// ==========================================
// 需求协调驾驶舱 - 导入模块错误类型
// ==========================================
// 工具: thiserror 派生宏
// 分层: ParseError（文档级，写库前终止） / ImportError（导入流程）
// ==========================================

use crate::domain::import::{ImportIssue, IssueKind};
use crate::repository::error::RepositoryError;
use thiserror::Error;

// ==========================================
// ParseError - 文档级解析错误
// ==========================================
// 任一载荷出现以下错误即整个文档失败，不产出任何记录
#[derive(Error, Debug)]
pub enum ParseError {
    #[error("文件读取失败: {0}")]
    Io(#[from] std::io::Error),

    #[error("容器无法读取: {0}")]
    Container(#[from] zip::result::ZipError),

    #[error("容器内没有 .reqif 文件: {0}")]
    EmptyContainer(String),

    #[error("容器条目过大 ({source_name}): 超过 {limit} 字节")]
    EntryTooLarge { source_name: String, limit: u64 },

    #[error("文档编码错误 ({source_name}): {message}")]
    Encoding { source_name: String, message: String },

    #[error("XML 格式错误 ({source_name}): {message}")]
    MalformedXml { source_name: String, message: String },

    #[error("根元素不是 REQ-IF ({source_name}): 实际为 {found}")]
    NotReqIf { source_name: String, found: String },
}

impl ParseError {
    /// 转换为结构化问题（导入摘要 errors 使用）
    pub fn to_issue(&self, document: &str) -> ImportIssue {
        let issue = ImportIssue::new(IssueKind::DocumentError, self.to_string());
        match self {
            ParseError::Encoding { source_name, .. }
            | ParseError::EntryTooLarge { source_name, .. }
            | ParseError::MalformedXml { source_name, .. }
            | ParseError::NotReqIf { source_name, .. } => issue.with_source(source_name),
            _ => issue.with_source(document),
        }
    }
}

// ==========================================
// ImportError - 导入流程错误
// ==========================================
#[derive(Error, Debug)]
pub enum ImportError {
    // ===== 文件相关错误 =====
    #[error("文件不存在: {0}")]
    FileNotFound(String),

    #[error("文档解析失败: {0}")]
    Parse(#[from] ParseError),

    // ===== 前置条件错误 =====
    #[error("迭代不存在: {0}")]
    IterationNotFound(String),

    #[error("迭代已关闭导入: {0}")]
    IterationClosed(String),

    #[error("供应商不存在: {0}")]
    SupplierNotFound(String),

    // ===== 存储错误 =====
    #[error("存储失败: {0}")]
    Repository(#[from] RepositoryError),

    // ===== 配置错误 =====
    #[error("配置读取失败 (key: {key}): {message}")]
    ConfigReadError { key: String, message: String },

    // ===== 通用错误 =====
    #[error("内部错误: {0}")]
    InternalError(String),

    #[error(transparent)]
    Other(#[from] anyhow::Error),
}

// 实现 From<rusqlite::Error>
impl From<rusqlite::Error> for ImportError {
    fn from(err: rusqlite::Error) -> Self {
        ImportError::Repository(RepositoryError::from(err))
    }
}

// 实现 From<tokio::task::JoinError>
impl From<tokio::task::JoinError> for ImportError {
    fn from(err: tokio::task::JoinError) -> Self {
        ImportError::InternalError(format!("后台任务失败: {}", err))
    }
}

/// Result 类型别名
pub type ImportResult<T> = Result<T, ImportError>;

--

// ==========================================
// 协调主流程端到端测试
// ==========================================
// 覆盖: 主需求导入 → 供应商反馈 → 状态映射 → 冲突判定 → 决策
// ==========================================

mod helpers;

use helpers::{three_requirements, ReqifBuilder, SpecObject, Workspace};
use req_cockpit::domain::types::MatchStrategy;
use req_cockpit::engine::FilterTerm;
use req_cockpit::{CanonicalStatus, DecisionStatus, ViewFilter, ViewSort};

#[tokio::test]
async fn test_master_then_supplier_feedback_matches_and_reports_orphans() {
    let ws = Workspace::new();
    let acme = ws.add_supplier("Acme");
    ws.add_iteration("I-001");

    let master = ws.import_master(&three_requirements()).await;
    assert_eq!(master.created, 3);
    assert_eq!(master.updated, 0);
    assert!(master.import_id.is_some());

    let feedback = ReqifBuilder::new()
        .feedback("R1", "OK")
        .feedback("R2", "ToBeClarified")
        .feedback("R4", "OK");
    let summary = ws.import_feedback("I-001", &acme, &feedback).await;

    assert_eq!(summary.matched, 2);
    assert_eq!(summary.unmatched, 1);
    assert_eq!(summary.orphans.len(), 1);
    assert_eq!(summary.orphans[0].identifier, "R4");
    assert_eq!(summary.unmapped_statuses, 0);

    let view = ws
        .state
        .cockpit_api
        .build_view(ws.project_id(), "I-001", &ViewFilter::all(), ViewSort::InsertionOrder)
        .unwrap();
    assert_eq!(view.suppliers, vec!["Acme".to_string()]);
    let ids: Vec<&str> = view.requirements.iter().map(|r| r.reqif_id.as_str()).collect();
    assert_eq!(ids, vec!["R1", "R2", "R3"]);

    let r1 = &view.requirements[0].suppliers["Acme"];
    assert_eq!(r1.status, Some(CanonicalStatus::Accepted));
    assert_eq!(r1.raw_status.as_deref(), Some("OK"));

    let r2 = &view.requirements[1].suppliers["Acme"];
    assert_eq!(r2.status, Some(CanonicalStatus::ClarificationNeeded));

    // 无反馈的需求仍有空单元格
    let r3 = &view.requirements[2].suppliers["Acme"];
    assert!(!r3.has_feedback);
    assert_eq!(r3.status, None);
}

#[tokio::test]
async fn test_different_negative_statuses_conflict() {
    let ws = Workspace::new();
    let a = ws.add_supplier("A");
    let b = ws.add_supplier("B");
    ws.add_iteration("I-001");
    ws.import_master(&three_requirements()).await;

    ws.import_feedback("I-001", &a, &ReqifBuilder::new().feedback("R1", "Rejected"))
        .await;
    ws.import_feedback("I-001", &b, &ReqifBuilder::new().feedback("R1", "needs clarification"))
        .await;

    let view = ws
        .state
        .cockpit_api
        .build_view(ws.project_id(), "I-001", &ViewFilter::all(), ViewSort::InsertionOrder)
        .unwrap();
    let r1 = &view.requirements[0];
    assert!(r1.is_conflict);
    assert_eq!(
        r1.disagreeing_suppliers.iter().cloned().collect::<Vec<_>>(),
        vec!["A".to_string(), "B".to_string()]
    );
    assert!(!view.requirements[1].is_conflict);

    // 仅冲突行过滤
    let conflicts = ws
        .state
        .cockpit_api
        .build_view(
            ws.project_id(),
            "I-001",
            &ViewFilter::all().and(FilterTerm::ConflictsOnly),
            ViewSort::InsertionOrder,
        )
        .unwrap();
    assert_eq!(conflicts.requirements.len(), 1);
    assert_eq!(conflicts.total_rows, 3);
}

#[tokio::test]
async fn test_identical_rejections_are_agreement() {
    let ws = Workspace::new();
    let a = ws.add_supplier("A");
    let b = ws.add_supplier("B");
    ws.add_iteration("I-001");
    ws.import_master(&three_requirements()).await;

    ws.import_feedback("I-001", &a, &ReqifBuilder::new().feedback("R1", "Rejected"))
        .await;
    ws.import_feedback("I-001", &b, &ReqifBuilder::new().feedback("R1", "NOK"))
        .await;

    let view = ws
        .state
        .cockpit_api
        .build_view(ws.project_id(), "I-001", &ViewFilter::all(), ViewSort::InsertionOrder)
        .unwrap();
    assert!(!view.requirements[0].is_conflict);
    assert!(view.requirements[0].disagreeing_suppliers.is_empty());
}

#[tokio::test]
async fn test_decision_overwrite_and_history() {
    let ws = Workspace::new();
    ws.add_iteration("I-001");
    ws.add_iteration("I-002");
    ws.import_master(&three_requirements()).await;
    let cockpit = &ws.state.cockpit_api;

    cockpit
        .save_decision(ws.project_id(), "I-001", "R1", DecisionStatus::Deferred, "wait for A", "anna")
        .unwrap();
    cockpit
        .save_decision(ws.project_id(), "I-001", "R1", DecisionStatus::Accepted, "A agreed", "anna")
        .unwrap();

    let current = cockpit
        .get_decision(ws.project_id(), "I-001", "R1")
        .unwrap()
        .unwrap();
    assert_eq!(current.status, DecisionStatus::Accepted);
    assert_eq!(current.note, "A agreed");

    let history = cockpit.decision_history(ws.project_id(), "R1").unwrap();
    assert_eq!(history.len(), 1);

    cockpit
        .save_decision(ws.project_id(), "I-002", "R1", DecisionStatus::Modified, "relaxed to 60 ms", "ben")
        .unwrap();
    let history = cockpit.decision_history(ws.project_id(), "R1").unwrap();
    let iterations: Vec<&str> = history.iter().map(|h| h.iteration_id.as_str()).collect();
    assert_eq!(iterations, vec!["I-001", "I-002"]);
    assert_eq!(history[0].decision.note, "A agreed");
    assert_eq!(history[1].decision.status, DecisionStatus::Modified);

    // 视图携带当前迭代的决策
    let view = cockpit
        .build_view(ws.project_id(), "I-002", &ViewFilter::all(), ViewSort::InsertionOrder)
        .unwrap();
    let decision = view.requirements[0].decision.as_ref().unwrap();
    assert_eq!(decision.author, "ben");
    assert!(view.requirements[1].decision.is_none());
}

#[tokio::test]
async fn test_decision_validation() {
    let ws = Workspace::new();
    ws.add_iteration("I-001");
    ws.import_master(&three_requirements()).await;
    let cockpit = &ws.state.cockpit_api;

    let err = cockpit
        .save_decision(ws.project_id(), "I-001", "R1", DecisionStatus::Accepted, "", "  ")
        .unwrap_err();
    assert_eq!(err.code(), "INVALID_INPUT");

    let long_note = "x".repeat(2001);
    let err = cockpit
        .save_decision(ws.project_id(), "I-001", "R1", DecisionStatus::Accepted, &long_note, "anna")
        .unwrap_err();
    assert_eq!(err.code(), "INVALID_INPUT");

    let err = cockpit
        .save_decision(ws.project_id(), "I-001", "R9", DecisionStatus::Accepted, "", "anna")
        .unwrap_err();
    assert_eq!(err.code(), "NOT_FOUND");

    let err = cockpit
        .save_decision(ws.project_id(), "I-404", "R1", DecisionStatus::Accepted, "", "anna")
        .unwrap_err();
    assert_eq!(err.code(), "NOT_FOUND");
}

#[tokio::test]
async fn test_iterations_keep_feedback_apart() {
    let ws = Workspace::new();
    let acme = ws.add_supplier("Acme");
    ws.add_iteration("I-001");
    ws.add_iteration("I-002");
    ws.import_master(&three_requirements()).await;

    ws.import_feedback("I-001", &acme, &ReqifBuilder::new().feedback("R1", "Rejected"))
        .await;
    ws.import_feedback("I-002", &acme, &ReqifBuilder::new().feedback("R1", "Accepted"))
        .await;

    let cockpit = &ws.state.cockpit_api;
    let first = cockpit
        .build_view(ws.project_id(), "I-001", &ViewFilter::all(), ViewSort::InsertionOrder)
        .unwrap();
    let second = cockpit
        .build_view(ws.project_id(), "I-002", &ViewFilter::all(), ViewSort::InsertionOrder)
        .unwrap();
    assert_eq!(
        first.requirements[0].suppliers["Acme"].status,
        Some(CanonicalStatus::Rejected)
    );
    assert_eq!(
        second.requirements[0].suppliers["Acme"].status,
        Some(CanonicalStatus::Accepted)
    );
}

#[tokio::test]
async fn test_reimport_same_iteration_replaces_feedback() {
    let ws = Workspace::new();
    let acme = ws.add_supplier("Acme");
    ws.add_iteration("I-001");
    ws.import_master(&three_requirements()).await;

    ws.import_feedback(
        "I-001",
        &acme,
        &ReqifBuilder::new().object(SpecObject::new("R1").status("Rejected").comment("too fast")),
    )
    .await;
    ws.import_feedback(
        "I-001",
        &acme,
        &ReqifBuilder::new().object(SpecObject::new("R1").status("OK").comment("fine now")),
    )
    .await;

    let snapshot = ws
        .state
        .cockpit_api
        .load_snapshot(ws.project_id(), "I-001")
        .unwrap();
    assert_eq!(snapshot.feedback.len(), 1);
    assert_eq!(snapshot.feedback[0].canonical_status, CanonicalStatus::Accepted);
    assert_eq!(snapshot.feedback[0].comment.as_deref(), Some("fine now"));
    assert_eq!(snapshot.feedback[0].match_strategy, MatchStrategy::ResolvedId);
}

» Assigned task
Reproduce every line from the preceding data in which the word "collect" can be found.

» Reply to the task
    let ids: Vec<&str> = view.requirements.iter().map(|r| r.reqif_id.as_str()).collect();
        r1.disagreeing_suppliers.iter().cloned().collect::<Vec<_>>(),
    let iterations: Vec<&str> = history.iter().map(|h| h.iteration_id.as_str()).collect();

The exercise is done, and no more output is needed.